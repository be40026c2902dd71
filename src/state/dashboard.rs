//! Dashboard panel state and the mapping from API payloads to chart series

use crate::api::models::{Prediction, RainfallRecord, SoilProperties, WeatherReport};
use crate::storage::FarmLocation;

/// Lifecycle of one independently fetched panel
#[derive(Debug, Clone, PartialEq, Default)]
pub enum PanelState<T> {
    #[default]
    Idle,
    Loading,
    Loaded(T),
    /// The fetch failed; the panel renders as empty
    Failed,
}

impl<T> PanelState<T> {
    pub fn is_loading(&self) -> bool {
        matches!(self, PanelState::Loading)
    }

    pub fn loaded(&self) -> Option<&T> {
        match self {
            PanelState::Loaded(value) => Some(value),
            _ => None,
        }
    }

    /// Store the outcome of a fetch
    pub fn resolve(&mut self, result: Option<T>) {
        *self = match result {
            Some(value) => PanelState::Loaded(value),
            None => PanelState::Failed,
        };
    }
}

/// One named line on a chart. `x` values are category labels.
#[derive(Debug, Clone, PartialEq)]
pub struct Series {
    pub id: &'static str,
    pub points: Vec<(String, f64)>,
}

impl Series {
    /// `(index, y)` pairs for plotting on a category axis
    pub fn indexed(&self) -> Vec<(f64, f64)> {
        self.points
            .iter()
            .enumerate()
            .map(|(i, (_, y))| (i as f64, *y))
            .collect()
    }
}

/// Min/max over the y values of all series, padded so flat lines stay visible
pub fn y_bounds(series: &[Series]) -> [f64; 2] {
    let values = series.iter().flat_map(|s| s.points.iter().map(|(_, y)| *y));
    let (min, max) = values.fold((f64::INFINITY, f64::NEG_INFINITY), |(lo, hi), y| {
        (lo.min(y), hi.max(y))
    });
    if !min.is_finite() || !max.is_finite() {
        return [0.0, 1.0];
    }
    if (max - min).abs() < f64::EPSILON {
        return [min - 1.0, max + 1.0];
    }
    [min, max]
}

/// `2024-10-04` -> `10-04`
fn month_day(datetime: &str) -> String {
    datetime.get(5..).unwrap_or(datetime).to_string()
}

/// Temperature, Min Temperature and Max Temperature lines
pub fn temperature_series(report: &WeatherReport) -> Vec<Series> {
    let line = |id, pick: fn(&crate::api::models::WeatherDay) -> f64| Series {
        id,
        points: report
            .days
            .iter()
            .map(|day| (month_day(&day.datetime), pick(day)))
            .collect(),
    };
    vec![
        line("Temperature", |d| d.temp),
        line("Min Temperature", |d| d.tempmin),
        line("Max Temperature", |d| d.tempmax),
    ]
}

pub fn humidity_series(report: &WeatherReport) -> Vec<Series> {
    vec![Series {
        id: "Humidity",
        points: report
            .days
            .iter()
            .map(|day| (month_day(&day.datetime), day.humidity))
            .collect(),
    }]
}

/// Rainfall averages labelled `month-day`
pub fn rainfall_series(records: &[RainfallRecord]) -> Vec<Series> {
    vec![Series {
        id: "Rainfall",
        points: records
            .iter()
            .map(|r| (format!("{}-{}", r.month, r.day), r.value.avg))
            .collect(),
    }]
}

/// Shown when rainfall data could not be fetched
pub fn sample_rainfall_series() -> Vec<Series> {
    const SAMPLE: [(&str, f64); 12] = [
        ("2024-10-04", 12.0),
        ("2024-10-05", 5.0),
        ("2024-10-06", 22.0),
        ("2024-10-07", 0.0),
        ("2024-10-08", 18.0),
        ("2024-10-09", 35.0),
        ("2024-10-10", 10.0),
        ("2024-10-11", 45.0),
        ("2024-10-12", 30.0),
        ("2024-10-13", 3.0),
        ("2024-10-14", 20.0),
        ("2024-10-15", 7.0),
    ];
    vec![Series {
        id: "Rainfall",
        points: SAMPLE
            .iter()
            .map(|(x, y)| (month_day(x), *y))
            .collect(),
    }]
}

/// A soil property line on the dashboard
#[derive(Debug, Clone, PartialEq)]
pub struct SoilReading {
    pub name: &'static str,
    pub value: f64,
    pub unit: Option<String>,
}

/// Nitrogen, pH of water, cation exchange capacity and organic carbon.
/// SoilGrids reports pH multiplied by ten.
pub fn soil_readings(soil: &SoilProperties) -> Vec<SoilReading> {
    vec![
        SoilReading {
            name: "Nitrogen",
            value: soil.nitrogen.mean,
            unit: Some(soil.nitrogen.unit.clone()),
        },
        SoilReading {
            name: "pH of water",
            value: soil.phh2o.mean / 10.0,
            unit: None,
        },
        SoilReading {
            name: "Cation exchange capacity",
            value: soil.cec.mean,
            unit: Some(soil.cec.unit.clone()),
        },
        SoilReading {
            name: "Soil organic carbon",
            value: soil.soc.mean,
            unit: Some(soil.soc.unit.clone()),
        },
    ]
}

/// Everything the dashboard renders
#[derive(Debug, Default)]
pub struct DashboardState {
    /// Location the panels were fetched for; `None` means not signed up
    pub location: Option<FarmLocation>,
    pub weather: PanelState<WeatherReport>,
    pub rainfall: PanelState<Vec<RainfallRecord>>,
    pub soil: PanelState<SoilProperties>,
    pub prediction: PanelState<Prediction>,
    /// Advances every frame while something is loading
    pub spinner_tick: usize,
    /// Bumped by every fetch; results tagged with an older value are stale
    pub fetch_generation: u64,
}

impl DashboardState {
    /// Mark every panel as loading for `location` and return the new
    /// fetch generation
    pub fn begin_fetch(&mut self, location: FarmLocation) -> u64 {
        self.fetch_generation = self.fetch_generation.wrapping_add(1);
        self.location = Some(location);
        self.weather = PanelState::Loading;
        self.rainfall = PanelState::Loading;
        self.soil = PanelState::Loading;
        self.prediction = PanelState::Loading;
        self.fetch_generation
    }

    /// Forget the location and every panel, invalidating in-flight fetches
    pub fn clear(&mut self) {
        self.fetch_generation = self.fetch_generation.wrapping_add(1);
        self.location = None;
        self.weather = PanelState::Idle;
        self.rainfall = PanelState::Idle;
        self.soil = PanelState::Idle;
        self.prediction = PanelState::Idle;
    }

    /// Whether a result tagged with `generation` belongs to the latest fetch
    pub fn is_current(&self, generation: u64) -> bool {
        generation == self.fetch_generation
    }

    pub fn is_loading(&self) -> bool {
        self.weather.is_loading()
            || self.rainfall.is_loading()
            || self.soil.is_loading()
            || self.prediction.is_loading()
    }

    pub fn tick(&mut self) {
        if self.is_loading() {
            self.spinner_tick = self.spinner_tick.wrapping_add(1);
        }
    }

    pub fn temperature(&self) -> Vec<Series> {
        self.weather.loaded().map(temperature_series).unwrap_or_default()
    }

    pub fn humidity(&self) -> Vec<Series> {
        self.weather.loaded().map(humidity_series).unwrap_or_default()
    }

    pub fn rainfall(&self) -> Vec<Series> {
        match self.rainfall.loaded() {
            Some(records) => rainfall_series(records),
            None => sample_rainfall_series(),
        }
    }

    pub fn soil_readings(&self) -> Option<Vec<SoilReading>> {
        self.soil.loaded().map(soil_readings)
    }
}
//! Form field value objects

/// How a field's text is edited and displayed
#[derive(Debug, Clone, Copy, PartialEq, Eq)]
pub enum FieldKind {
    /// Plain text
    Text,
    /// Masked unless revealed (passwords)
    Secret,
    /// Decimal degrees
    Coordinate,
}

/// Mask character used for secret fields
const MASK_CHAR: char = '•';

/// Edit buffer for a single input, with its label and placeholder
#[derive(Debug, Clone)]
pub struct FormField {
    pub label: String,
    pub value: String,
    pub kind: FieldKind,
    pub placeholder: Option<String>,
}

impl FormField {
    /// Create a new text field
    pub fn text(label: &str) -> Self {
        Self::with_kind(label, FieldKind::Text)
    }

    /// Create a new masked field
    pub fn secret(label: &str) -> Self {
        Self::with_kind(label, FieldKind::Secret)
    }

    /// Create a new coordinate field
    pub fn coordinate(label: &str) -> Self {
        Self::with_kind(label, FieldKind::Coordinate)
    }

    fn with_kind(label: &str, kind: FieldKind) -> Self {
        Self {
            label: label.to_string(),
            value: String::new(),
            kind,
            placeholder: None,
        }
    }

    /// Attach placeholder text shown while the field is empty
    pub fn with_placeholder(mut self, placeholder: impl Into<String>) -> Self {
        self.placeholder = Some(placeholder.into());
        self
    }

    pub fn as_text(&self) -> &str {
        &self.value
    }

    pub fn set_text(&mut self, value: impl Into<String>) {
        self.value = value.into();
    }

    /// Push a character to the field value.
    /// Coordinate fields only take characters that can appear in a decimal.
    pub fn push_char(&mut self, c: char) -> bool {
        let accepted = match self.kind {
            FieldKind::Coordinate => c.is_ascii_digit() || matches!(c, '-' | '+' | '.'),
            FieldKind::Text | FieldKind::Secret => !c.is_control(),
        };
        if accepted {
            self.value.push(c);
        }
        accepted
    }

    /// Remove the last character; returns false when already empty
    pub fn pop_char(&mut self) -> bool {
        self.value.pop().is_some()
    }

    pub fn clear(&mut self) {
        self.value.clear();
    }

    pub fn is_empty(&self) -> bool {
        self.value.is_empty()
    }

    /// Get the display value for rendering
    pub fn display_value(&self, reveal: bool) -> String {
        match self.kind {
            FieldKind::Secret if !reveal => {
                std::iter::repeat(MASK_CHAR).take(self.value.chars().count()).collect()
            }
            _ => self.value.clone(),
        }
    }
}
//! Splash screen animation state

use std::time::{Duration, Instant};

/// Animation phase for splash screen
#[derive(Debug, Clone, Copy, PartialEq, Eq)]
pub enum SplashPhase {
    /// Logo held in the middle of the screen
    Display,
    /// Logo sliding up and out
    ScrollUp,
    Complete,
}

/// Splash screen animation state
#[derive(Debug)]
pub struct SplashState {
    pub start_time: Instant,
    pub phase: SplashPhase,
    /// Rows the logo has moved up
    pub scroll_offset: f32,
}

impl Default for SplashState {
    fn default() -> Self {
        Self::new()
    }
}

impl SplashState {
    const DISPLAY_DURATION: Duration = Duration::from_millis(1200);
    const ANIMATION_DURATION: Duration = Duration::from_millis(700);

    pub fn new() -> Self {
        Self {
            start_time: Instant::now(),
            phase: SplashPhase::Display,
            scroll_offset: 0.0,
        }
    }

    /// Advance the animation to now
    pub fn update(&mut self, terminal_height: u16) {
        self.update_at(self.start_time.elapsed(), terminal_height);
    }

    fn update_at(&mut self, elapsed: Duration, terminal_height: u16) {
        if self.is_complete() {
            return;
        }
        if elapsed < Self::DISPLAY_DURATION {
            self.phase = SplashPhase::Display;
            self.scroll_offset = 0.0;
        } else if elapsed < Self::DISPLAY_DURATION + Self::ANIMATION_DURATION {
            self.phase = SplashPhase::ScrollUp;
            let progress = (elapsed - Self::DISPLAY_DURATION).as_secs_f32()
                / Self::ANIMATION_DURATION.as_secs_f32();
            self.scroll_offset = simple_easing::cubic_out(progress) * f32::from(terminal_height);
        } else {
            self.phase = SplashPhase::Complete;
        }
    }

    /// Skip to completion (user pressed a key)
    pub fn skip(&mut self) {
        self.phase = SplashPhase::Complete;
    }

    pub fn is_complete(&self) -> bool {
        self.phase == SplashPhase::Complete
    }
}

-.-.-

▶ [Your goal] Please report how many lines of the entries above include "ScrollUp". Only the number is wanted.

▶ [Answer box] 2